#!/bin/sh -e

# Configure lxd in a script separate from ./install-lxd or the running user
# may not be part (yet) of the lxd group. Past attempts at doing both in the
# same script ~randomly failed and the diagnosis was around missing rights
# for the running user.

# Make all containers use the lxd bridge which give them NAT'ed (ip v4 and v6)
# internet access via the host
lxc network create lxdbr0 || true

# The following disables ipv6 on the whole bridge and from there all ipv6 in
# containers

# CHECK: Can we keep a more standard bridge to build a less invasive derived
# image (see ../create -lxd-debian-image) ? -- vila 2024-09-13

# lxc network set lxdbr0 ipv6.nat=false ipv6.address=none ipv6.routing=false

lxc network attach-profile lxdbr0 default eth0 || true
# For user mounts in lxd containers, 'root' needs to be able to handle uid
# 1000 (first created "normal" user on ubuntu (and probably elsewhere) in
# the id mapping).

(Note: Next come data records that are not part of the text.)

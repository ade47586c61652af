use anyhow::{anyhow, Context, Result};
use chrono::Utc;
use rusqlite::{params, Connection, OptionalExtension};
use std::sync::{Arc, Mutex, MutexGuard};

pub mod career;
pub mod models;
use career::{PlayerCareer, TeamRecord};
use models::{Match, MatchStatus};

/// Load/save access to match documents keyed by match id.
pub trait MatchStore {
    fn load_match(&self, id: &str) -> Result<Option<Match>>;

    fn save_match(&self, m: &Match) -> Result<()>;

    /// Returns whether a document was removed.
    fn delete_match(&self, id: &str) -> Result<bool>;
}

/// Load/save access to player career and team records.
pub trait CareerStore {
    fn load_player(&self, player_id: &str) -> Result<Option<PlayerCareer>>;

    fn save_player(&self, career: &PlayerCareer) -> Result<()>;

    fn load_team(&self, team_id: &str) -> Result<Option<TeamRecord>>;

    fn save_team(&self, record: &TeamRecord) -> Result<()>;
}

/// Thread-safe SQLite document store (single connection with mutex)
#[derive(Clone)]
pub struct Database {
    conn: Arc<Mutex<Connection>>,
}

impl Database {
    /// Open (or create) the SQLite database at the given path.
    /// `":memory:"` gives a throwaway store.
    pub fn open(path: &str) -> Result<Self> {
        let conn = Connection::open(path)
            .with_context(|| format!("Failed to open database at {}", path))?;
        conn.execute_batch("PRAGMA journal_mode=WAL; PRAGMA foreign_keys=ON;")?;
        let db = Database {
            conn: Arc::new(Mutex::new(conn)),
        };
        db.run_migrations()?;
        Ok(db)
    }

    /// Run schema migrations (idempotent)
    fn run_migrations(&self) -> Result<()> {
        let conn = self.conn()?;
        conn.execute_batch(SCHEMA_SQL)?;
        Ok(())
    }

    fn conn(&self) -> Result<MutexGuard<'_, Connection>> {
        self.conn
            .lock()
            .map_err(|_| anyhow!("database connection mutex poisoned"))
    }

    // ── Matches ───────────────────────────────────────────────────────────────

    /// List (id, status) pairs, newest update first.
    pub fn list_matches(&self, status: Option<MatchStatus>) -> Result<Vec<(String, String)>> {
        let conn = self.conn()?;
        let mut stmt = conn.prepare(
            "SELECT id, status FROM matches
             WHERE ?1 IS NULL OR status = ?1
             ORDER BY updated_at DESC",
        )?;
        let rows = stmt
            .query_map(params![status.map(MatchStatus::as_str)], |row| {
                Ok((row.get(0)?, row.get(1)?))
            })?
            .collect::<rusqlite::Result<Vec<_>>>()?;
        Ok(rows)
    }
}

impl MatchStore for Database {
    fn load_match(&self, id: &str) -> Result<Option<Match>> {
        let conn = self.conn()?;
        let doc: Option<String> = conn
            .query_row("SELECT document FROM matches WHERE id = ?1", params![id], |row| {
                row.get(0)
            })
            .optional()?;
        doc.map(|d| serde_json::from_str(&d).with_context(|| format!("Corrupt match document {}", id)))
            .transpose()
    }

    fn save_match(&self, m: &Match) -> Result<()> {
        let doc = serde_json::to_string(m).context("Failed to serialize match")?;
        let conn = self.conn()?;
        conn.execute(
            "INSERT INTO matches (id, status, document, updated_at)
             VALUES (?1, ?2, ?3, ?4)
             ON CONFLICT(id) DO UPDATE SET
                status=excluded.status,
                document=excluded.document,
                updated_at=excluded.updated_at",
            params![m.id, m.status.as_str(), doc, m.updated_at],
        )?;
        Ok(())
    }

    fn delete_match(&self, id: &str) -> Result<bool> {
        let conn = self.conn()?;
        let removed = conn.execute("DELETE FROM matches WHERE id = ?1", params![id])?;
        Ok(removed > 0)
    }
}

impl CareerStore for Database {
    fn load_player(&self, player_id: &str) -> Result<Option<PlayerCareer>> {
        let conn = self.conn()?;
        let doc: Option<String> = conn
            .query_row(
                "SELECT document FROM player_careers WHERE player_id = ?1",
                params![player_id],
                |row| row.get(0),
            )
            .optional()?;
        doc.map(|d| {
            serde_json::from_str(&d)
                .with_context(|| format!("Corrupt career document {}", player_id))
        })
        .transpose()
    }

    fn save_player(&self, career: &PlayerCareer) -> Result<()> {
        let doc = serde_json::to_string(career).context("Failed to serialize career")?;
        let conn = self.conn()?;
        conn.execute(
            "INSERT INTO player_careers (player_id, name, document, updated_at)
             VALUES (?1, ?2, ?3, ?4)
             ON CONFLICT(player_id) DO UPDATE SET
                name=excluded.name,
                document=excluded.document,
                updated_at=excluded.updated_at",
            params![career.player_id, career.name, doc, Utc::now()],
        )?;
        Ok(())
    }

    fn load_team(&self, team_id: &str) -> Result<Option<TeamRecord>> {
        let conn = self.conn()?;
        let doc: Option<String> = conn
            .query_row(
                "SELECT document FROM team_records WHERE team_id = ?1",
                params![team_id],
                |row| row.get(0),
            )
            .optional()?;
        doc.map(|d| {
            serde_json::from_str(&d).with_context(|| format!("Corrupt team document {}", team_id))
        })
        .transpose()
    }

    fn save_team(&self, record: &TeamRecord) -> Result<()> {
        let doc = serde_json::to_string(record).context("Failed to serialize team record")?;
        let conn = self.conn()?;
        conn.execute(
            "INSERT INTO team_records (team_id, name, document, updated_at)
             VALUES (?1, ?2, ?3, ?4)
             ON CONFLICT(team_id) DO UPDATE SET
                name=excluded.name,
                document=excluded.document,
                updated_at=excluded.updated_at",
            params![record.team_id, record.name, doc, Utc::now()],
        )?;
        Ok(())
    }
}

/// SQLite schema (idempotent CREATE IF NOT EXISTS)
pub const SCHEMA_SQL: &str = r#"
CREATE TABLE IF NOT EXISTS matches (
    id          TEXT    PRIMARY KEY,
    status      TEXT    NOT NULL,
    document    TEXT    NOT NULL,
    updated_at  TEXT    NOT NULL
);

CREATE TABLE IF NOT EXISTS player_careers (
    player_id   TEXT    PRIMARY KEY,
    name        TEXT    NOT NULL,
    document    TEXT    NOT NULL,
    updated_at  TEXT    NOT NULL
);

CREATE TABLE IF NOT EXISTS team_records (
    team_id     TEXT    PRIMARY KEY,
    name        TEXT    NOT NULL,
    document    TEXT    NOT NULL,
    updated_at  TEXT    NOT NULL
);

CREATE INDEX IF NOT EXISTS idx_matches_status ON matches(status);
"#;

#[cfg(test)]
mod tests {
    use super::*;
    use models::{MatchFormat, NewMatch, Team};

    fn sample_match(id: &str) -> Match {
        Match::new(
            NewMatch {
                id: id.into(),
                format: MatchFormat::t20(),
                team_a: Team::named("Strikers"),
                team_b: Team::named("Thunder"),
            },
            Utc::now(),
        )
        .unwrap()
    }

    #[test]
    fn test_match_document_round_trip() {
        let db = Database::open(":memory:").unwrap();
        let m = sample_match("m1");
        db.save_match(&m).unwrap();

        let loaded = db.load_match("m1").unwrap().expect("saved match");
        assert_eq!(loaded, m);
        assert!(db.load_match("missing").unwrap().is_none());

        let listed = db.list_matches(Some(MatchStatus::Scheduled)).unwrap();
        assert_eq!(listed, vec![("m1".to_string(), "scheduled".to_string())]);
        assert!(db.list_matches(Some(MatchStatus::Live)).unwrap().is_empty());

        assert!(db.delete_match("m1").unwrap());
        assert!(!db.delete_match("m1").unwrap());
    }

    #[test]
    fn test_career_upsert() {
        let db = Database::open(":memory:").unwrap();
        let mut career = PlayerCareer::new("p1", "Rahul");
        db.save_player(&career).unwrap();
        career.matches = 3;
        db.save_player(&career).unwrap();
        assert_eq!(db.load_player("p1").unwrap().unwrap().matches, 3);

        let team = TeamRecord::new("t1", "Strikers");
        db.save_team(&team).unwrap();
        assert_eq!(db.load_team("t1").unwrap(), Some(team));
        assert!(db.load_team("t2").unwrap().is_none());
    }
}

This is probably either {vm.user} or `host.user`
# depending on use... id -u will do for now
echo "root:$(id -u):1" | sudo tee -a /etc/subuid
echo "root:$(id -g):1" | sudo tee -a /etc/subgid


# FIXME: vila 2023-10-06 this should be parametrized so vila@papitor is
# supported to start with (keeping in mind the ci-breezy host use case).